The common people generally perceive political leaders as those getting all the privileges and benefits at the expense of the public exchequer without any accountability for their work. The sense of cynicism about the political leadership reached its peak towards the end of UPA II when many corruption cases broke out even as inflation was sky high. The people felt betrayed by their own elected government.
However, there have been some exceptions to the above commonly held perception. Some people have held former Prime Minister Manmohan Singh as a beacon of personal integrity even when there were grave allegations of scams against his government. Prime Minister Narendra Modi is widely perceived as honest. However, with PM Modi there is a difference, apart from the credible track record of his government when it comes to having clean hands. This assertion about PM Modi has been validated with pieces of evidence on many occasions in the past. Recently, one more example came to light.
When Prime Minister Narendra Modi was conferred Seoul Peace Award for 2018, he also had received a cash prize of Rs 1.3 crore.
In a related development, “On March 6, the Central Bureau of Direct Taxes (CBDT) had granted exemption under section 10 (17A) (i) of the Income Tax Act to the Seoul Peace Prize for the assessment year of 2019-20,” said an Economic Times report. Thus, the prize money received by the PM Modi was exempted from tax.
But PM Modi didn’t want any kind of exemption and wrote a letter to Finance Minister urging her to reconsider the decision.

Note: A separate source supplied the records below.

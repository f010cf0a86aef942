//! In-process event bus backed by a `tokio::sync::broadcast` channel.
//!
//! [`EventBus`] is the publish/subscribe hub for [`PlatformEvent`]s. It is
//! shared via `Arc<EventBus>` across the application.

use charm_core::types::DbId;
use chrono::{DateTime, Utc};
use serde::{Deserialize, Serialize};
use tokio::sync::broadcast;

/// Dot-separated names of the events proposal operations publish.
pub mod event_types {
    pub const PROPOSAL_CREATED: &str = "proposal.created";
    pub const PROPOSAL_PUBLISHED: &str = "proposal.published";
    pub const PROPOSAL_ARCHIVED: &str = "proposal.archived";
    pub const EVALUATION_CHANGED: &str = "proposal.evaluation_changed";
    pub const EVALUATION_APPEALED: &str = "proposal.evaluation_appealed";
    pub const VOTE_CREATED: &str = "proposal.vote_created";
    pub const RUBRIC_ANSWERS_UPDATED: &str = "proposal.rubric_answers_updated";
    pub const REWARDS_PUBLISHED: &str = "proposal.rewards_published";
}

/// Source entity kinds attached to events.
pub const ENTITY_PROPOSAL: &str = "proposal";
pub const ENTITY_EVALUATION: &str = "proposal_evaluation";

// ---------------------------------------------------------------------------
// PlatformEvent
// ---------------------------------------------------------------------------

/// A domain event that occurred on the platform.
///
/// Constructed via [`PlatformEvent::new`] and enriched with
/// [`with_source`](PlatformEvent::with_source),
/// [`with_actor`](PlatformEvent::with_actor) and
/// [`with_payload`](PlatformEvent::with_payload).
#[derive(Debug, Clone, Serialize, Deserialize)]
pub struct PlatformEvent {
    /// Dot-separated event name, e.g. `"proposal.published"`.
    pub event_type: String,

    pub source_entity_type: Option<String>,

    pub source_entity_id: Option<DbId>,

    /// The user whose action triggered the event.
    pub actor_user_id: Option<DbId>,

    /// Event-specific data.
    pub payload: serde_json::Value,

    pub timestamp: DateTime<Utc>,
}

impl PlatformEvent {
    /// Create a new event with only the required `event_type`.
    pub fn new(event_type: impl Into<String>) -> Self {
        Self {
            event_type: event_type.into(),
            source_entity_type: None,
            source_entity_id: None,
            actor_user_id: None,
            payload: serde_json::Value::Object(Default::default()),
            timestamp: Utc::now(),
        }
    }

    pub fn with_source(mut self, entity_type: impl Into<String>, entity_id: DbId) -> Self {
        self.source_entity_type = Some(entity_type.into());
        self.source_entity_id = Some(entity_id);
        self
    }

    pub fn with_actor(mut self, user_id: DbId) -> Self {
        self.actor_user_id = Some(user_id);
        self
    }

    pub fn with_payload(mut self, payload: serde_json::Value) -> Self {
        self.payload = payload;
        self
    }
}

// ---------------------------------------------------------------------------
// EventBus
// ---------------------------------------------------------------------------

/// Default buffer capacity for the broadcast channel.
const DEFAULT_CAPACITY: usize = 1024;

/// In-process fan-out event bus.
///
/// ```rust
/// use charm_events::bus::{EventBus, PlatformEvent};
///
/// let bus = EventBus::default();
/// let mut rx = bus.subscribe();
///
/// bus.publish(PlatformEvent::new("proposal.published"));
/// ```
pub struct EventBus {
    sender: broadcast::Sender<PlatformEvent>,
}

impl EventBus {
    /// Create a bus with a specific channel capacity.
    ///
    /// When the buffer is full the oldest unread events are dropped and slow
    /// receivers observe `RecvError::Lagged`.
    pub fn new(capacity: usize) -> Self {
        let (sender, _) = broadcast::channel(capacity);
        Self { sender }
    }

    /// Publish an event to all current subscribers.
    ///
    /// With no subscribers the event is dropped.
    pub fn publish(&self, event: PlatformEvent) {
        tracing::debug!(event_type = %event.event_type, "Publishing event");
        // SendError only means there are zero receivers.
        let _ = self.sender.send(event);
    }

    pub fn subscribe(&self) -> broadcast::Receiver<PlatformEvent> {
        self.sender.subscribe()
    }
}

impl Default for EventBus {
    fn default() -> Self {
        Self::new(DEFAULT_CAPACITY)
    }
}

#[cfg(test)]
mod tests {
    use super::*;

    #[tokio::test]
    async fn publish_and_receive_single_subscriber() {
        let bus = EventBus::default();
        let mut rx = bus.subscribe();
        let proposal_id = DbId::new_v4();
        let actor = DbId::new_v4();

        bus.publish(
            PlatformEvent::new(event_types::PROPOSAL_PUBLISHED)
                .with_source(ENTITY_PROPOSAL, proposal_id)
                .with_actor(actor)
                .with_payload(serde_json::json!({ "evaluations": 2 })),
        );

        let received = rx.recv().await.expect("should receive the event");
        assert_eq!(received.event_type, "proposal.published");
        assert_eq!(received.source_entity_type.as_deref(), Some("proposal"));
        assert_eq!(received.source_entity_id, Some(proposal_id));
        assert_eq!(received.actor_user_id, Some(actor));
        assert_eq!(received.payload["evaluations"], 2);
    }

    #[tokio::test]
    async fn every_subscriber_receives_the_event() {
        let bus = EventBus::default();
        let mut rx1 = bus.subscribe();
        let mut rx2 = bus.subscribe();

        bus.publish(PlatformEvent::new(event_types::EVALUATION_CHANGED));

        assert_eq!(rx1.recv().await.unwrap().event_type, event_types::EVALUATION_CHANGED);
        assert_eq!(rx2.recv().await.unwrap().event_type, event_types::EVALUATION_CHANGED);
    }

    #[test]
    fn publish_with_no_subscribers_does_not_panic() {
        EventBus::default().publish(PlatformEvent::new("orphan.event"));
    }

    #[test]
    fn new_event_has_empty_optional_fields() {
        let event = PlatformEvent::new("bare.event");
        assert!(event.source_entity_type.is_none());
        assert!(event.actor_user_id.is_none());
        assert!(event.payload.is_object());
    }
}
//! Route definitions for space-scoped proposal listings.

use axum::routing::get;
use axum::Router;

use crate::handlers::proposal;
use crate::state::AppState;

/// Routes mounted at `/spaces`.
///
/// ```text
/// GET    /{space_id}/proposals        -> list_proposals
/// GET    /{space_id}/proposal-cards   -> list_proposal_cards
/// ```
pub fn router() -> Router<AppState> {
    Router::new()
        .route("/{space_id}/proposals", get(proposal::list_proposals))
        .route("/{space_id}/proposal-cards", get(proposal::list_proposal_cards))
}
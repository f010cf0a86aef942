//! Repository layer.
//!
//! Each repository is a zero-sized struct providing async methods that
//! accept `&PgPool` as the first argument. Multi-row writes open their own
//! transaction.

pub mod evaluation_repo;
pub mod event_repo;
pub mod proposal_repo;
pub mod reward_repo;
pub mod rubric_answer_repo;
pub mod rubric_criteria_repo;
pub mod vote_repo;

pub use evaluation_repo::EvaluationRepo;
pub use event_repo::EventRepo;
pub use proposal_repo::ProposalRepo;
pub use reward_repo::RewardRepo;
pub use rubric_answer_repo::RubricAnswerRepo;
pub use rubric_criteria_repo::RubricCriteriaRepo;
pub use vote_repo::VoteRepo;
//! Persisted domain events.

use charm_core::types::{DbId, Timestamp};
use serde::Serialize;
use sqlx::FromRow;

/// A row from the `events` table.
#[derive(Debug, Clone, FromRow, Serialize)]
pub struct Event {
    pub id: DbId,
    pub event_type: String,
    pub source_entity_type: Option<String>,
    pub source_entity_id: Option<DbId>,
    pub actor_user_id: Option<DbId>,
    pub payload: serde_json::Value,
    pub created_at: Timestamp,
}

/// DTO for persisting an event.
#[derive(Debug, Clone)]
pub struct NewEvent {
    pub event_type: String,
    pub source_entity_type: Option<String>,
    pub source_entity_id: Option<DbId>,
    pub actor_user_id: Option<DbId>,
    pub payload: serde_json::Value,
}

According to the same ET report, PM Modi has written, “I have learnt that the Finance Ministry passed an order waiving off income tax from the prize money. Due to Lok Sabha elections and other commitments, I could not write to you earlier. I wish to request you that this prize money should be subjected to the same income tax provisions that are applicable to crores of other tax-payers in the country. The income tax proceeds go into the exercise of nation-building. Hence, I request you to reconsider the earlier order of giving the tax exemption and withdraw it.”
On the other hand, when Dr Manmohan Singh was leaving the Prime Minister’s office in 2014, an order was passed to allow the Prime Minister to get free electricity and water at his residence in Delhi.
An Indian Express report had then said, “The UPA government has ensured Prime Minister Manmohan Singh retires in comfort. As a parting gift to Singh, who has expressed his desire to move into his new house before election results are declared on May 16, the Urban Development Ministry has changed an earlier order, paving the way for free water and electricity for his retirement house at Motilal Nehru Marg.”
The above two examples in case of the two prime ministers of India clearly reflect their priorities and their approaches towards the use of public money.